As I sat on the bus, I was a perfect mix of excitement and nerves. We’d only been in England for two weeks and here I was, on my way to a job interview for a position that would combine my communications and marketing skills with my love of travel. On paper, the position seemed perfect for me and I for it, and I was beyond pleased that the puzzle pieces seemed to be coming together so quickly.
But it was my first job interview in nearly two years and my first since taking a year off to write, travel, eat and enjoy Spain. How rusty would my skills be? Would I be judged for taking a break?
I calmed my nerves, focused on the resume that sat on my lap resume and silently mock-interviewed myself until it was time.
With a firm handshake and a warm welcome the interview began. Although I was nervous, I thought everything was going well. I was speaking clearly, confidently, and answering all of their questions with experience and examples. I felt like I was semi-knocking it out of the park until mid-way through when it all came crashing down.
Over the next 45 minutes I had to sit there while on of the interviewers, a stranger, interjected at random periods to explain to me what was wrong with my personality while also asking me very personal questions that had no bearing on the job whatsoever:
“Are you here following your boyfriend he can pursue his dreams?”
“How important is it for you to work in the UK?”
“You’re a bit intense, you know.”
“I’m not sure if I’ve gotten to know the real you, or if you’re putting on a mask.”

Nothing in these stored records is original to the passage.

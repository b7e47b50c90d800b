use chrono::{DateTime, Duration, Utc};
use serde::{Deserialize, Serialize};

use crate::config::{SchedulerParams, MAX_INTERVAL_DAYS_LIMIT};
use crate::types::{ItemId, ReviewRecord};

const MAX_QUALITY: u8 = 5;
const PASSING_QUALITY: u8 = 3;

/// Recall quality on the conventional 0..=5 scale.
#[derive(Debug, Clone, Copy, PartialEq, Eq, PartialOrd, Ord, Serialize, Deserialize)]
pub struct Quality(u8);

impl Quality {
    pub fn new(value: u8) -> Self {
        Self(value.min(MAX_QUALITY))
    }

    /// Binary outcomes only ever map to two points of the scale.
    pub fn from_correct(is_correct: bool, params: &SchedulerParams) -> Self {
        if is_correct {
            Self::new(params.correct_quality)
        } else {
            Self::new(params.incorrect_quality)
        }
    }

    pub fn get(self) -> u8 {
        self.0
    }

    pub fn is_passing(self) -> bool {
        self.0 >= PASSING_QUALITY
    }

    fn ease_delta(self) -> f64 {
        let miss = (MAX_QUALITY - self.0) as f64;
        0.1 - miss * (0.08 + miss * 0.02)
    }
}

#[derive(Debug, Clone, PartialEq, Serialize, Deserialize)]
#[serde(rename_all = "camelCase")]
pub struct ReviewOutcome {
    pub record: ReviewRecord,
    /// First-ever correct answer for this item; the caller bumps
    /// `UserStats::total_items_learned`.
    pub newly_learned: bool,
    pub lapsed: bool,
}

pub struct ReviewScheduler {
    params: SchedulerParams,
}

impl ReviewScheduler {
    pub fn new(params: SchedulerParams) -> Self {
        Self { params }
    }

    pub fn params(&self) -> &SchedulerParams {
        &self.params
    }

    pub fn record_outcome(
        &self,
        item_id: &str,
        record: Option<&ReviewRecord>,
        is_correct: bool,
        now: DateTime<Utc>,
    ) -> ReviewOutcome {
        match record {
            None => self.first_attempt(item_id, is_correct, now),
            Some(prev) => self.record_quality(prev, Quality::from_correct(is_correct, &self.params), now),
        }
    }

    pub fn record_quality(&self, prev: &ReviewRecord, quality: Quality, now: DateTime<Utc>) -> ReviewOutcome {
        let (repetitions, interval) = if quality.is_passing() {
            let repetitions = prev.repetitions.saturating_add(1);
            let interval = match repetitions {
                1 => 1,
                2 => 6,
                _ => self.grow_interval(prev.interval, prev.ease_factor),
            };
            (repetitions, interval)
        } else {
            (0, 0)
        };

        let ease_factor = (prev.ease_factor + quality.ease_delta()).max(self.params.min_ease_factor);
        let lapsed = !quality.is_passing();
        if lapsed {
            tracing::trace!(item_id = %prev.item_id, previous_interval = prev.interval, "review lapsed");
        }

        ReviewOutcome {
            record: ReviewRecord {
                item_id: prev.item_id.clone(),
                repetitions,
                interval,
                ease_factor,
                next_due: due_after(now, interval),
                last_studied: now,
                learned: prev.learned || quality.is_passing(),
            },
            newly_learned: !prev.learned && quality.is_passing(),
            lapsed,
        }
    }

    fn first_attempt(&self, item_id: &str, is_correct: bool, now: DateTime<Utc>) -> ReviewOutcome {
        let step = u32::from(is_correct);
        ReviewOutcome {
            record: ReviewRecord {
                item_id: item_id.to_string(),
                repetitions: step,
                interval: step,
                ease_factor: self.params.initial_ease_factor,
                next_due: due_after(now, step),
                last_studied: now,
                learned: is_correct,
            },
            newly_learned: is_correct,
            lapsed: false,
        }
    }

    fn grow_interval(&self, interval: u32, ease_factor: f64) -> u32 {
        let cap = self.params.max_interval_days.clamp(1, MAX_INTERVAL_DAYS_LIMIT) as u32;
        let grown = (interval as f64 * ease_factor).round();
        // `as` saturates on overflow, then the policy cap applies.
        (grown as u32).max(1).min(cap)
    }

    /// Due item ids, most overdue first; ties go to the harder item (lower ease).
    pub fn due_items(&self, records: &[ReviewRecord], now: DateTime<Utc>, limit: usize) -> Vec<ItemId> {
        let mut due: Vec<&ReviewRecord> = records.iter().filter(|r| is_due(r, now)).collect();
        due.sort_by(|a, b| {
            a.next_due
                .cmp(&b.next_due)
                .then_with(|| a.ease_factor.total_cmp(&b.ease_factor))
        });
        due.into_iter().take(limit).map(|r| r.item_id.clone()).collect()
    }
}

impl Default for ReviewScheduler {
    fn default() -> Self {
        Self::new(SchedulerParams::default())
    }
}

pub fn is_due(record: &ReviewRecord, now: DateTime<Utc>) -> bool {
    now >= record.next_due
}

/// Saturates at the latest representable instant.
fn due_after(now: DateTime<Utc>, interval_days: u32) -> DateTime<Utc> {
    Duration::try_days(interval_days as i64)
        .and_then(|delta| now.checked_add_signed(delta))
        .unwrap_or(DateTime::<Utc>::MAX_UTC)
}
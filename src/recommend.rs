use serde_json::json;

use crate::config::RecommendationParams;
use crate::types::{
    AdjustmentType, DifficultyAdjustment, ItemId, LearningPath, PathModule, PerformanceMetrics, Recommendation,
    RecommendationType, UserStats,
};
use crate::usage::UsagePatterns;

/// Everything one `recommend` call reads. Borrowed, never retained.
pub struct RecommendationContext<'a> {
    pub stats: &'a UserStats,
    pub metrics: &'a PerformanceMetrics,
    pub adjustment: &'a DifficultyAdjustment,
    pub usage: &'a UsagePatterns,
    pub curriculum: &'a [LearningPath],
    pub due_items: &'a [ItemId],
}

pub struct RecommendationEngine {
    params: RecommendationParams,
}

impl RecommendationEngine {
    pub fn new(params: RecommendationParams) -> Self {
        Self { params }
    }

    /// Full ranked list, highest `confidence * estimated_benefit` first.
    /// Equal scores keep generation order.
    pub fn recommend(&self, ctx: &RecommendationContext<'_>) -> Vec<Recommendation> {
        let mut out = Vec::new();

        if let Some(rec) = self.difficulty_candidate(ctx.adjustment) {
            out.push(rec);
        }
        if let Some(path) = self.matching_path(ctx) {
            out.push(self.path_candidate(ctx, path));
            if let Some(module) = next_module(ctx, path) {
                out.push(self.module_candidate(path, module));
            }
        }
        if let Some(rec) = self.activity_candidate(ctx.usage) {
            out.push(rec);
        }
        if let Some(rec) = self.review_candidate(ctx) {
            out.push(rec);
        }
        if let Some(rec) = self.schedule_candidate(ctx.usage) {
            out.push(rec);
        }

        out.sort_by(|a, b| b.score().total_cmp(&a.score()));
        tracing::debug!(
            level = %ctx.stats.current_level,
            candidates = out.len(),
            "recommendations ranked"
        );
        out
    }

    pub fn recommend_top(&self, ctx: &RecommendationContext<'_>, limit: usize) -> Vec<Recommendation> {
        let mut ranked = self.recommend(ctx);
        ranked.truncate(limit);
        ranked
    }

    fn difficulty_candidate(&self, adjustment: &DifficultyAdjustment) -> Option<Recommendation> {
        let title = match adjustment.adjustment_type {
            AdjustmentType::Increase => "Take on a harder challenge",
            AdjustmentType::Decrease => "Reinforce the basics",
            AdjustmentType::Maintain => return None,
        };
        Some(Recommendation {
            kind: RecommendationType::Activity,
            title: title.to_string(),
            reason: adjustment.reason.clone(),
            confidence: adjustment.confidence,
            estimated_benefit: self.params.adjustment_benefit,
            payload: json!({
                "adjustmentType": adjustment.adjustment_type.as_str(),
                "targetLevel": adjustment.new_level.get(),
            }),
        })
    }

    /// Incomplete paths at the learner's tier; unlocked ones first, then the
    /// one furthest along, then curriculum order.
    fn matching_path<'c>(&self, ctx: &RecommendationContext<'c>) -> Option<&'c LearningPath> {
        let progress = &ctx.usage.progress;
        let unlocked = |path: &LearningPath| {
            path.prerequisites.iter().all(|req| {
                ctx.curriculum
                    .iter()
                    .find(|p| &p.id == req)
                    .map_or(true, |p| progress.is_complete(p))
            })
        };

        let mut best: Option<(&LearningPath, bool, f64)> = None;
        for path in ctx.curriculum {
            if path.tier != ctx.usage.difficulty_preference || progress.is_complete(path) {
                continue;
            }
            let candidate = (path, unlocked(path), progress.percent(&path.id));
            best = match best {
                None => Some(candidate),
                Some(current) if (candidate.1, candidate.2) > (current.1, current.2) => Some(candidate),
                keep => keep,
            };
        }
        best.map(|(path, _, _)| path)
    }

    fn path_candidate(&self, ctx: &RecommendationContext<'_>, path: &LearningPath) -> Recommendation {
        let percent = ctx.usage.progress.percent(&path.id);
        let reason = if percent > 0.0 {
            format!("{percent:.0}% complete and matched to your {} level", ctx.usage.difficulty_preference.as_str())
        } else {
            format!("Matched to your {} level", ctx.usage.difficulty_preference.as_str())
        };
        Recommendation {
            kind: RecommendationType::Path,
            title: format!("Continue \"{}\"", path.title),
            reason,
            confidence: self.params.path_confidence,
            estimated_benefit: self.params.path_benefit,
            payload: json!({ "pathId": path.id, "progress": percent }),
        }
    }

    fn module_candidate(&self, path: &LearningPath, module: &PathModule) -> Recommendation {
        Recommendation {
            kind: RecommendationType::Module,
            title: format!("Start \"{}\"", module.title),
            reason: format!("Next unlocked module in \"{}\"", path.title),
            confidence: self.params.module_confidence,
            estimated_benefit: self.params.module_benefit,
            payload: json!({ "pathId": path.id, "moduleId": module.id }),
        }
    }

    fn activity_candidate(&self, usage: &UsagePatterns) -> Option<Recommendation> {
        let top = usage.dominant_activity()?;
        if top.share <= self.params.activity_share_threshold {
            return None;
        }
        Some(Recommendation {
            kind: RecommendationType::Activity,
            title: format!("Continue with {}", top.session_type),
            reason: format!("{:.0}% of your recent practice", top.share * 100.0),
            confidence: self.params.activity_confidence,
            estimated_benefit: self.params.activity_benefit,
            payload: json!({ "sessionType": top.session_type, "share": top.share }),
        })
    }

    fn review_candidate(&self, ctx: &RecommendationContext<'_>) -> Option<Recommendation> {
        if ctx.metrics.accuracy >= self.params.review_accuracy_threshold {
            return None;
        }
        Some(Recommendation {
            kind: RecommendationType::Review,
            title: "Review to improve accuracy".to_string(),
            reason: format!("Recent accuracy is {:.0}%", ctx.metrics.accuracy * 100.0),
            confidence: self.params.review_confidence,
            estimated_benefit: self.params.review_benefit,
            payload: json!({ "focus": "accuracy", "itemIds": ctx.due_items }),
        })
    }

    fn schedule_candidate(&self, usage: &UsagePatterns) -> Option<Recommendation> {
        let slot = usage.preferred_time_of_day?;
        Some(Recommendation {
            kind: RecommendationType::Activity,
            title: format!("Plan your next session for the {}", slot.as_str()),
            reason: format!("You practice most in the {}", slot.as_str()),
            confidence: self.params.schedule_confidence,
            estimated_benefit: self.params.schedule_benefit,
            payload: json!({ "timeOfDay": slot.as_str() }),
        })
    }
}

impl Default for RecommendationEngine {
    fn default() -> Self {
        Self::new(RecommendationParams::default())
    }
}

fn next_module<'c>(ctx: &RecommendationContext<'c>, path: &'c LearningPath) -> Option<&'c PathModule> {
    let progress = &ctx.usage.progress;
    path.modules.iter().find(|m| {
        !progress.is_module_done(&m.id) && m.prerequisites.iter().all(|req| progress.is_module_done(req))
    })
}
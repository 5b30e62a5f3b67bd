/*!
Test Harness pour le watcher

Assemble un `LoginWatch` complet sur les fakes :
- store principal partagé entre états d'hôtes et panneau (comme en production)
- store de repli pour l'emplacement du panneau
- horloge pilotée par le test (timestamps epoch)
*/

use crate::mocks::{FlakyKv, RecordingSink, Reply, ScriptedProber};
use loginwatch_kernel::models::{HostDescriptor, HostState, PanelLocation};
use loginwatch_kernel::panel_store::PanelLocationStore;
use loginwatch_kernel::reconciler::HysteresisPolicy;
use loginwatch_kernel::store::{host_key, HostStateStore, KvStore};
use loginwatch_kernel::watcher::{CycleReport, LoginWatch};
use std::sync::Arc;
use time::OffsetDateTime;

pub const T0: i64 = 1_700_000_000;

pub struct TestHarness {
    pub watch: Arc<LoginWatch>,
    pub primary: Arc<FlakyKv>,
    pub fallback: Arc<FlakyKv>,
    pub prober: Arc<ScriptedProber>,
    pub sink: Arc<RecordingSink>,
}

impl TestHarness {
    pub fn new(inventory: Vec<HostDescriptor>) -> Self {
        Self::with_policy(inventory, HysteresisPolicy::default())
    }

    pub fn with_policy(inventory: Vec<HostDescriptor>, policy: HysteresisPolicy) -> Self {
        init_tracing();

        let primary = Arc::new(FlakyKv::new("primary"));
        let fallback = Arc::new(FlakyKv::new("fallback"));
        let prober = Arc::new(ScriptedProber::new());
        let sink = Arc::new(RecordingSink::new());

        let hosts = HostStateStore::new(primary.clone());
        let panel = PanelLocationStore::new(vec![primary.clone() as Arc<dyn KvStore>, fallback.clone()]);
        let watch = LoginWatch::new(inventory, hosts, panel, prober.clone(), sink.clone()).with_policy(policy);

        Self { watch: Arc::new(watch), primary, fallback, prober, sink }
    }

    /// Inventaire simple `srv-01..srv-N`
    pub fn hosts(n: usize) -> Vec<HostDescriptor> {
        (1..=n).map(|i| HostDescriptor::new(&format!("srv-{i:02}"), "watcher")).collect()
    }

    pub fn at(ts: i64) -> OffsetDateTime {
        OffsetDateTime::from_unix_timestamp(ts).unwrap_or(OffsetDateTime::UNIX_EPOCH)
    }

    pub fn script(&self, host: &str, replies: impl IntoIterator<Item = Reply>) -> &Self {
        self.prober.script(host, replies);
        self
    }

    pub async fn cycle_at(&self, ts: i64) -> CycleReport {
        self.watch.run_cycle_at(Self::at(ts)).await
    }

    /// État tel que persisté dans le store principal
    pub fn stored(&self, host: &str) -> Option<HostState> {
        self.primary
            .raw(&host_key(host))
            .and_then(|raw| serde_json::from_str(&raw).ok())
    }

    /// Écrit directement un état d'hôte (état antérieur au test)
    pub fn seed(&self, state: &HostState) -> anyhow::Result<()> {
        self.primary.put(&host_key(&state.host), &serde_json::to_string(state)?, None)?;
        Ok(())
    }

    /// Enregistre un panneau existant
    pub fn with_panel(&self) -> PanelLocation {
        let location = PanelLocation { target: "C0PANEL".into(), message_id: "1699999999.000100".into() };
        self.watch.adopt_panel(&location);
        location
    }
}

fn init_tracing() {
    tracing_subscriber::fmt()
        .with_env_filter(tracing_subscriber::EnvFilter::from_default_env())
        .with_test_writer()
        .try_init()
        .ok();
}
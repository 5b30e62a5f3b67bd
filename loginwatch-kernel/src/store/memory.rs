use super::{expiry_from, now_epoch, KvStore, StoreError};
use parking_lot::Mutex;
use std::collections::HashMap;
use std::time::Duration;

/// Store clé/valeur en mémoire, perdu au redémarrage
#[derive(Default)]
pub struct MemoryKv {
    entries: Mutex<HashMap<String, (String, Option<i64>)>>,
}

impl MemoryKv {
    pub fn new() -> Self {
        Self::default()
    }

    pub fn len(&self) -> usize {
        self.entries.lock().len()
    }

    pub fn is_empty(&self) -> bool {
        self.len() == 0
    }
}

impl KvStore for MemoryKv {
    fn get(&self, key: &str) -> Result<Option<String>, StoreError> {
        let entries = self.entries.lock();
        Ok(entries.get(key).and_then(|(value, expires_at)| match expires_at {
            Some(at) if *at <= now_epoch() => None,
            _ => Some(value.clone()),
        }))
    }

    fn put(&self, key: &str, value: &str, ttl: Option<Duration>) -> Result<(), StoreError> {
        self.entries
            .lock()
            .insert(key.to_string(), (value.to_string(), expiry_from(ttl)));
        Ok(())
    }

    fn delete(&self, key: &str) -> Result<(), StoreError> {
        self.entries.lock().remove(key);
        Ok(())
    }

    fn purge_expired(&self) -> Result<usize, StoreError> {
        let now = now_epoch();
        let mut entries = self.entries.lock();
        let before = entries.len();
        entries.retain(|_, (_, expires_at)| expires_at.map_or(true, |at| at > now));
        Ok(before - entries.len())
    }

    fn name(&self) -> &str {
        "memory"
    }
}
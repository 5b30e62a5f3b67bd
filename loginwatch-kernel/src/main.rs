/**
 * LOGINWATCH KERNEL - Point d'entrée du service
 *
 * RÔLE : Bootstrap : config, inventaire, stores, sonde SSH, Slack, boucle de
 * sondage et API HTTP.
 */

use anyhow::Context;
use loginwatch_kernel::config::WatchConfig;
use loginwatch_kernel::http::{build_router, AppState};
use loginwatch_kernel::inventory::load_inventory;
use loginwatch_kernel::panel_store::PanelLocationStore;
use loginwatch_kernel::prober::SshProber;
use loginwatch_kernel::scheduler::{spawn_poller, spawn_retention_sweeper};
use loginwatch_kernel::sink::SlackSink;
use loginwatch_kernel::store::{HostStateStore, JsonFileKv, KvStore, MemoryKv, SqliteKv};
use loginwatch_kernel::watcher::LoginWatch;
use std::sync::Arc;
use std::time::Duration;
use tokio::net::TcpListener;
use tracing::{error, info};
use tracing_subscriber::EnvFilter;

#[tokio::main]
async fn main() -> anyhow::Result<()> {
    // Charger les variables d'environnement depuis .env (si présent)
    dotenvy::dotenv().ok();

    tracing_subscriber::fmt()
        .with_env_filter(EnvFilter::try_from_default_env().unwrap_or_else(|_| EnvFilter::new("info")))
        .init();

    let cfg = WatchConfig::from_env().context("invalid configuration")?;
    let inventory = load_inventory(&cfg.inventory_path, &cfg.inventory_fallback_path)
        .await
        .context("failed to load inventory")?;

    // store principal : SQLite, sinon mémoire (l'état repartira de zéro au redémarrage)
    let primary: Arc<dyn KvStore> = match SqliteKv::open(&cfg.state_db_path) {
        Ok(kv) => Arc::new(kv),
        Err(e) => {
            error!(path = %cfg.state_db_path.display(), error = %e, "state database unavailable, using in-memory store");
            Arc::new(MemoryKv::new())
        }
    };
    let panel_fallback: Arc<dyn KvStore> = Arc::new(JsonFileKv::open(&cfg.panel_state_path));

    let hosts = HostStateStore::new(primary.clone()).with_retention(cfg.state_retention);
    let panel = PanelLocationStore::new(vec![primary, panel_fallback]);

    let token = cfg
        .slack_bot_token
        .as_deref()
        .context("SLACK_BOT_TOKEN is required")?;
    let sink = SlackSink::new(&cfg.slack_api_url, token, cfg.slack_timeout).context("failed to build Slack client")?;
    let prober = SshProber::new(cfg.ssh_settings());

    let watch = Arc::new(
        LoginWatch::new(inventory, hosts, panel, Arc::new(prober), Arc::new(sink)).with_policy(cfg.policy()),
    );

    spawn_poller(watch.clone(), cfg.poll_interval);
    spawn_retention_sweeper(watch.clone(), Duration::from_secs(60 * 60));

    let app = build_router(AppState::new(watch, cfg.api_key.clone()));
    let listener = TcpListener::bind(cfg.http_bind)
        .await
        .with_context(|| format!("failed to bind {}", cfg.http_bind))?;
    info!(addr = %cfg.http_bind, "listening");
    axum::serve(listener, app).await.context("http server failed")?;
    Ok(())
}
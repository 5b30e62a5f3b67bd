/*!
# Loginwatch DevKit - Fakes et harness de test

Bibliothèque facilitant les tests du watcher sans SSH ni Slack :
- Store clé/valeur avec pannes commandées
- Sonde scriptée par hôte (sessions, vide, injoignable, latence)
- Sink qui enregistre les posts / updates du panneau
- Harness assemblant un `LoginWatch` complet sur ces fakes
*/

pub mod harness;
pub mod mocks;

pub use harness::TestHarness;
pub use mocks::{FlakyKv, RecordingSink, Reply, ScriptedProber};
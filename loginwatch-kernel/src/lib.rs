/**
 * LOGINWATCH KERNEL - Surveillance des sessions ouvertes sur un parc d'hôtes SSH
 *
 * RÔLE : Sonde périodiquement chaque hôte de l'inventaire (`who`/`users` via SSH),
 * applique une hystérésis occupied / free / offline, persiste l'état par hôte
 * et maintient un panneau de statut vivant sur Slack.
 *
 * ARCHITECTURE :
 * - parser / reconciler / panel : logique pure, sans I/O
 * - store / panel_store         : persistance clé-valeur avec expiration
 * - prober / sink               : ports vers SSH et l'API de chat (traits)
 * - watcher / scheduler / http  : orchestration, boucle périodique, API REST
 */

pub mod config;
pub mod health;
pub mod http;
pub mod inventory;
pub mod models;
pub mod panel;
pub mod panel_store;
pub mod parser;
pub mod prober;
pub mod reconciler;
pub mod scheduler;
pub mod sink;
pub mod store;
pub mod watcher;
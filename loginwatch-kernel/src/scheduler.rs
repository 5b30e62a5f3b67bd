/**
 * SCHEDULER - Tâches périodiques du watcher
 *
 * RÔLE :
 * - poller   : un cycle de réconciliation toutes les POLL_INTERVAL_SEC
 * - sweeper  : purge des enregistrements expirés (rétention)
 *
 * Le cycle est attendu dans la boucle : jamais deux cycles du timer en vol.
 * Un tick manqué pendant un cycle long est sauté, pas rattrapé.
 */

use crate::watcher::LoginWatch;
use std::sync::Arc;
use std::time::Duration;
use tokio::task::JoinHandle;
use tokio::time::MissedTickBehavior;
use tracing::{debug, info, warn};

/// Démarre la boucle de sondage; le premier cycle part immédiatement
pub fn spawn_poller(watch: Arc<LoginWatch>, every: Duration) -> JoinHandle<()> {
    info!(interval_secs = every.as_secs(), hosts = watch.inventory().len(), "starting poller");

    tokio::spawn(async move {
        let mut interval = tokio::time::interval(every);
        interval.set_missed_tick_behavior(MissedTickBehavior::Skip);

        loop {
            interval.tick().await;
            let report = watch.run_cycle().await;
            if !report.store_failures.is_empty() {
                warn!(hosts = ?report.store_failures, "some host states were not persisted");
            }
        }
    })
}

/// Purge périodique des états d'hôtes expirés
pub fn spawn_retention_sweeper(watch: Arc<LoginWatch>, every: Duration) -> JoinHandle<()> {
    tokio::spawn(async move {
        let mut interval = tokio::time::interval(every);
        interval.set_missed_tick_behavior(MissedTickBehavior::Skip);
        // pas de purge au démarrage
        interval.tick().await;

        loop {
            interval.tick().await;
            match watch.purge_expired() {
                Ok(0) => {}
                Ok(purged) => debug!(purged, "expired host states purged"),
                Err(e) => warn!(error = %e, "retention sweep failed"),
            }
        }
    })
}
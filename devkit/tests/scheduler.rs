use loginwatch_devkit::{Reply, TestHarness};
use loginwatch_kernel::scheduler::spawn_poller;
use std::time::Duration;

#[tokio::test(start_paused = true)]
async fn test_first_cycle_runs_immediately() {
    let h = TestHarness::new(TestHarness::hosts(1));
    h.prober.set("srv-01", Reply::sessions(&["alice"]));

    let task = spawn_poller(h.watch.clone(), Duration::from_secs(15));
    tokio::time::sleep(Duration::from_millis(10)).await;

    assert_eq!(h.watch.health().cycles_run, 1);
    assert_eq!(h.watch.states(TestHarness::at(0))[0].last_users, vec!["alice"]);
    task.abort();
}

#[tokio::test(start_paused = true)]
async fn test_slow_cycles_never_overlap() {
    let h = TestHarness::new(TestHarness::hosts(2));
    h.prober.set("srv-01", Reply::sessions(&["alice"]));
    h.prober.set("srv-02", Reply::sessions(&["bob"]));
    // 2 hôtes x 3s par sonde : chaque cycle dure plus que l'intervalle
    h.prober.set_delay(Duration::from_secs(3));

    let task = spawn_poller(h.watch.clone(), Duration::from_secs(1));
    tokio::time::sleep(Duration::from_secs(20)).await;
    task.abort();

    assert_eq!(h.prober.max_in_flight(), 1);
    let cycles = h.watch.health().cycles_run;
    assert!((2..=4).contains(&cycles), "unexpected cycle count {cycles}");
}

<sarcasm> Clearly, it was a super fun and not disheartening afternoon at all. </sarcasm/>
I left the interview feeling crushed, not because it hadn’t gone well (because it had, after knocking me down he told me my answers had been perfect—too perfect, perhaps–and that he was wholeheartedly recommending that I be brought back for a second round of interviews, and I was invited back for a second interview, wtf?!) but I felt crushed because this bloke, this stranger, had made me feel like being myself was bad, that it was fake, that it was wrong.
He made my choice to move abroad and take a year off feel small and stupid.
I felt disheartened that this was my first interview, and I worried that it would be a precursor to all interviews I’d go on in England. Maybe, I just don’t work well in England? Clearly, I was never going to work again in my entire life, I thought as I sadly waited for the bus.
But then, halfway through my journey back into town, a light bulb went on. Would he have asked me those same questions, would I have been treated the same way, or been vilified for being confident, sorry, intense, if I were a male candidate?
And that’s when it hit me, like a tonne of bricks to the face. (Seriously, I may have given myself whiplash thanks to the head jerk I had when I came to this realisation.)
Had I been a dude, none of those things would have come up or been an issue.
A male trailing spouse would never be asked if they were following their partner while they pursued their dreams. No, in fact, that person would probably be revered for being supportive, encouraging, and kind; whereas, I was looked down on for encouraging my partner to follow his dreams while also pursuing my own.
He also took my confidence in my skills and knowledge, and my passion for my career, and turned it around, making it something ugly by calling me intense. If I were a male candidate there would be no questions, I would just have been confident, skilled and knowledgeable. The perfect candidate.
He felt comfortable saying those things, asking me those questions and treating me that way because I was a woman.
And that’s not okay.
Being a trailing spouse is incredibly difficult without having someone make you feel small or bad about your decisions. While I understand that not everyone will like me or agree with my life choices, there’s no reason to make me feel bad about them, because they are mine. I’m not a hostage, a follower or a secondary player in my own life; I am the captain of my own ship – and no one could or should make me feel anything but.
I spent the rest of the day, and the week following feeling angry, bad and sad; I told myself it was just one horrible bloke, but really I kept wondering if I was, in fact, the problem. While I could have let these negative thoughts consume me, I didn’t. I pushed on because working in the UK is very important to me (take that bud), I continued to apply for jobs and not long after I was invited in for not one, but two interviews.
After my first experience, I was nervous. This would be the test, I thought. If they don’t get me then clearly, I am the problem.
Once again, I found myself sitting in a small boardroom detailing my skills, knowledge and what I could bring to the table. I conducted myself in much the same manner, but the reaction from the interview could not have been more different.
“You have a great personality, and you have a great confidence,” he said with a smile.
I could have cried, but I didn’t. Instead, I awkwardly blushed, said thank you and then mentally told the first interviewer to shove it.
Being a trailing spouse is hard at the best of times: it can be lonely, confusing and downright tough, without outside forces making you feel bad. But what’s there to feel bad about? You’re off, living in another land, having fun, adventures and awesome experiences with your partner. I might be biased, but to me, it sounds like a pretty great life to lead. And, one I’m so totally enjoying.